- Directed by: Dudley Murphy
- Screenplay by: Corey Ford Francis Cockrell
- Story by: Jerry Horwin
- Produced by: David O. Selznick
- Starring: Joel McCrea Marian Marsh William Gargan Robert Benchley Richard "Skeets" Gallagher Walter Catlett
- Cinematography: J. Roy Hunt
- Edited by: Jack Kitchin
- Music by: Max Steiner
- Distributed by: RKO Radio Pictures
- Release date: November 11, 1932 (U.S.);
- Running time: 64 minutes
- Country: United States
- Language: English
- Budget: $100,000

= The Sport Parade =

1932 film

The Sport Parade is a 1932 American pre-Code sports drama film directed by Dudley Murphy and starring Joel McCrea, Marian Marsh, William Gargan, Robert Benchley, and Richard "Skeets" Gallagher. It was released by RKO Radio Pictures. Benchley also co-wrote the screenplay. The film includes location shots of New York City in 1932.

==Plot==
The characters played by McCrea and Gargan are friends from Dartmouth College, who play together on the college football team, and whose lives take different paths.
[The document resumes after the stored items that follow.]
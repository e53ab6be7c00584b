//! WebSocket price feed with reconnection.

use std::sync::Arc;
use std::time::Duration;

use futures_util::{SinkExt, StreamExt};
use parking_lot::RwLock;
use serde::{Deserialize, Serialize};
use sxm_core::{Price, Symbol};
use sxm_telemetry::Metrics;
use tokio::sync::mpsc;
use tokio_tungstenite::{connect_async_tls_with_config, tungstenite::Message};
use tokio_util::sync::CancellationToken;
use tracing::{debug, error, info, trace, warn};

use crate::error::{FeedError, FeedResult};
use crate::message::{parse_price_message, subscribe_request};

fn default_ws_url() -> String {
    "wss://perps.standx.com/ws-stream/v1".to_string()
}

fn default_base_delay_ms() -> u64 {
    1_000
}

fn default_max_delay_ms() -> u64 {
    60_000
}

/// Feed configuration.
#[derive(Debug, Clone, Deserialize, Serialize)]
pub struct FeedConfig {
    #[serde(default = "default_ws_url")]
    pub ws_url: String,

    /// Maximum reconnection attempts (0 = infinite).
    #[serde(default)]
    pub max_reconnect_attempts: u32,

    #[serde(default = "default_base_delay_ms")]
    pub reconnect_base_delay_ms: u64,

    #[serde(default = "default_max_delay_ms")]
    pub reconnect_max_delay_ms: u64,
}

impl Default for FeedConfig {
    fn default() -> Self {
        Self {
            ws_url: default_ws_url(),
            max_reconnect_attempts: 0,
            reconnect_base_delay_ms: default_base_delay_ms(),
            reconnect_max_delay_ms: default_max_delay_ms(),
        }
    }
}

/// Feed connection state.
#[derive(Debug, Clone, Copy, PartialEq, Eq)]
pub enum FeedState {
    Disconnected,
    Connecting,
    Connected,
    Reconnecting,
}

/// Streams last prices for one symbol into the maker.
pub struct PriceFeed {
    config: FeedConfig,
    symbol: Symbol,
    price_tx: mpsc::Sender<Price>,
    state: Arc<RwLock<FeedState>>,
    shutdown_token: CancellationToken,
}

impl PriceFeed {
    pub fn new(config: FeedConfig, symbol: Symbol, price_tx: mpsc::Sender<Price>) -> Self {
        Self {
            config,
            symbol,
            price_tx,
            state: Arc::new(RwLock::new(FeedState::Disconnected)),
            shutdown_token: CancellationToken::new(),
        }
    }

    pub fn state(&self) -> FeedState {
        *self.state.read()
    }

    /// Token that stops the feed when cancelled.
    pub fn shutdown_token(&self) -> CancellationToken {
        self.shutdown_token.clone()
    }

    pub fn shutdown(&self) {
        info!("Price feed shutdown requested");
        self.shutdown_token.cancel();
    }

    pub fn is_shutdown(&self) -> bool {
        self.shutdown_token.is_cancelled()
    }

    /// Connect and stream until shutdown, the receiver is dropped, or the
    /// reconnect budget is spent.
    pub async fn run(&self) -> FeedResult<()> {
        let mut attempt = 0u32;

        loop {
            if self.is_shutdown() {
                self.set_state(FeedState::Disconnected);
                return Ok(());
            }

            self.set_state(FeedState::Connecting);

            match self.try_connect().await {
                Ok(()) => info!("Price feed connection closed"),
                Err(e) => {
                    error!(error = %e, "Price feed connection error");
                    Metrics::feed_reconnect(reconnect_reason(&e));
                }
            }
            Metrics::feed_disconnected();

            if self.is_shutdown() || self.price_tx.is_closed() {
                info!("Price feed stopping, not reconnecting");
                self.set_state(FeedState::Disconnected);
                return Ok(());
            }

            attempt += 1;
            if self.config.max_reconnect_attempts > 0
                && attempt >= self.config.max_reconnect_attempts
            {
                error!(attempt, "Max reconnection attempts reached");
                self.set_state(FeedState::Disconnected);
                return Err(FeedError::ConnectionFailed(
                    "Max reconnection attempts reached".to_string(),
                ));
            }

            self.set_state(FeedState::Reconnecting);
            let delay = backoff_delay(
                self.config.reconnect_base_delay_ms,
                self.config.reconnect_max_delay_ms,
                attempt,
            ) + Duration::from_millis(jitter_ms());
            warn!(attempt, delay_ms = delay.as_millis() as u64, "Reconnecting price feed");

            tokio::select! {
                () = tokio::time::sleep(delay) => {}
                () = self.shutdown_token.cancelled() => {
                    info!("Shutdown requested during backoff");
                    self.set_state(FeedState::Disconnected);
                    return Ok(());
                }
            }
        }
    }

    async fn try_connect(&self) -> FeedResult<()> {
        info!(url = %self.config.ws_url, symbol = %self.symbol, "Connecting price feed");

        let (ws_stream, _response) =
            connect_async_tls_with_config(&self.config.ws_url, None, true, None).await?;
        let (mut write, mut read) = ws_stream.split();

        let subscribe = serde_json::to_string(&subscribe_request(&self.symbol))?;
        write.send(Message::Text(subscribe)).await?;

        self.set_state(FeedState::Connected);
        Metrics::feed_connected();
        info!(symbol = %self.symbol, "Price feed connected and subscribed");

        loop {
            tokio::select! {
                () = self.shutdown_token.cancelled() => {
                    if let Err(e) = write.send(Message::Close(None)).await {
                        warn!(error = %e, "Failed to send Close frame during shutdown");
                    }
                    return Ok(());
                }

                msg = read.next() => {
                    match msg {
                        Some(Ok(Message::Text(text))) => {
                            if !self.forward_price(&text).await {
                                return Ok(());
                            }
                        }
                        Some(Ok(Message::Ping(data))) => {
                            write.send(Message::Pong(data)).await?;
                        }
                        Some(Ok(Message::Close(frame))) => {
                            let (code, reason) = frame
                                .map(|f| (f.code.into(), f.reason.to_string()))
                                .unwrap_or((1000, "Normal close".to_string()));
                            warn!(code, %reason, "Price feed closed by server");
                            return Err(FeedError::ConnectionClosed { code, reason });
                        }
                        Some(Err(e)) => return Err(e.into()),
                        None => {
                            warn!("Price feed stream ended");
                            return Ok(());
                        }
                        _ => {}
                    }
                }
            }
        }
    }

    /// Returns false once the receiver is gone.
    async fn forward_price(&self, text: &str) -> bool {
        let Some(price) = parse_price_message(text, &self.symbol) else {
            trace!(%text, "Ignoring non-price frame");
            return true;
        };
        debug!(price = %price, "Price update");
        if self.price_tx.send(price).await.is_err() {
            warn!("Price receiver dropped");
            return false;
        }
        true
    }

    fn set_state(&self, state: FeedState) {
        *self.state.write() = state;
    }
}

fn reconnect_reason(e: &FeedError) -> &'static str {
    match e {
        FeedError::ConnectionClosed { .. } => "closed",
        FeedError::Tungstenite(_) => "transport",
        FeedError::Json(_) => "encode",
        FeedError::ConnectionFailed(_) => "failed",
    }
}

/// Exponential backoff: `base * 2^(attempt-1)`, capped at `max`.
fn backoff_delay(base_ms: u64, max_ms: u64, attempt: u32) -> Duration {
    let exponent = attempt.saturating_sub(1).min(10);
    Duration::from_millis(base_ms.saturating_mul(1u64 << exponent).min(max_ms))
}

/// Jitter in 0..1000 ms.
fn jitter_ms() -> u64 {
    use std::time::{SystemTime, UNIX_EPOCH};
    let nanos = SystemTime::now()
        .duration_since(UNIX_EPOCH)
        .map(|d| d.subsec_nanos())
        .unwrap_or(0);
    u64::from(nanos % 1000)
}

#[cfg(test)]
mod tests {
    use super::*;

    #[test]
    fn test_default_config() {
        let config = FeedConfig::default();
        assert_eq!(config.ws_url, "wss://perps.standx.com/ws-stream/v1");
        assert_eq!(config.max_reconnect_attempts, 0);
        assert_eq!(config.reconnect_base_delay_ms, 1_000);
    }

    #[test]
    fn test_backoff_doubles_and_caps() {
        assert_eq!(backoff_delay(1_000, 60_000, 1), Duration::from_millis(1_000));
        assert_eq!(backoff_delay(1_000, 60_000, 2), Duration::from_millis(2_000));
        assert_eq!(backoff_delay(1_000, 60_000, 4), Duration::from_millis(8_000));
        assert_eq!(backoff_delay(1_000, 60_000, 30), Duration::from_millis(60_000));
    }

    #[test]
    fn test_jitter_bounded() {
        assert!(jitter_ms() < 1000);
    }

    #[tokio::test]
    async fn test_forward_price_sends_parsed_prices() {
        let (tx, mut rx) = mpsc::channel(4);
        let feed = PriceFeed::new(
            FeedConfig::default(),
            Symbol::parse("BTC-USD").unwrap(),
            tx,
        );

        assert!(feed.forward_price(r#"{"channel":"price","data":{"last_price":"100.5"}}"#).await);
        assert!(feed.forward_price(r#"{"channel":"depth"}"#).await);
        assert_eq!(rx.recv().await.map(|p| p.to_string()), Some("100.5".to_string()));
        assert!(rx.try_recv().is_err());

        drop(rx);
        assert!(!feed.forward_price(r#"{"last_price":"1"}"#).await);
    }

    #[tokio::test]
    async fn test_shutdown_before_run_returns_immediately() {
        let (tx, _rx) = mpsc::channel(1);
        let feed = PriceFeed::new(
            FeedConfig::default(),
            Symbol::parse("BTC-USD").unwrap(),
            tx,
        );
        feed.shutdown();
        assert!(feed.run().await.is_ok());
        assert_eq!(feed.state(), FeedState::Disconnected);
    }
}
Later, they move to New York, argue over a woman Irene (Marsh), and get involved with pro wrestling, which turns out to be run by local racketeers.

==Cast==
- Joel McCrea as Sandy Brown
- William Gargan as Johnny Baker
- Marian Marsh as Irene Stewart
- Robert Benchley as the Radio Announcer
- Walter Catlett as "Shifty" Morrison
- Richard "Skeets" Gallagher as Dizzy
- Clarence Wilson as the Toastmaster
- Ivan Linow as Muller
- George Chandler as Pullman Ticket Agent
- June Brewster as Girl at Nightclub

==Pre-Code scenes==
The film has become famous for certain Pre-Code scenes, including Gargan snapping a wet towel at McCrea in a scene where football players can be seen taking a shower in the background.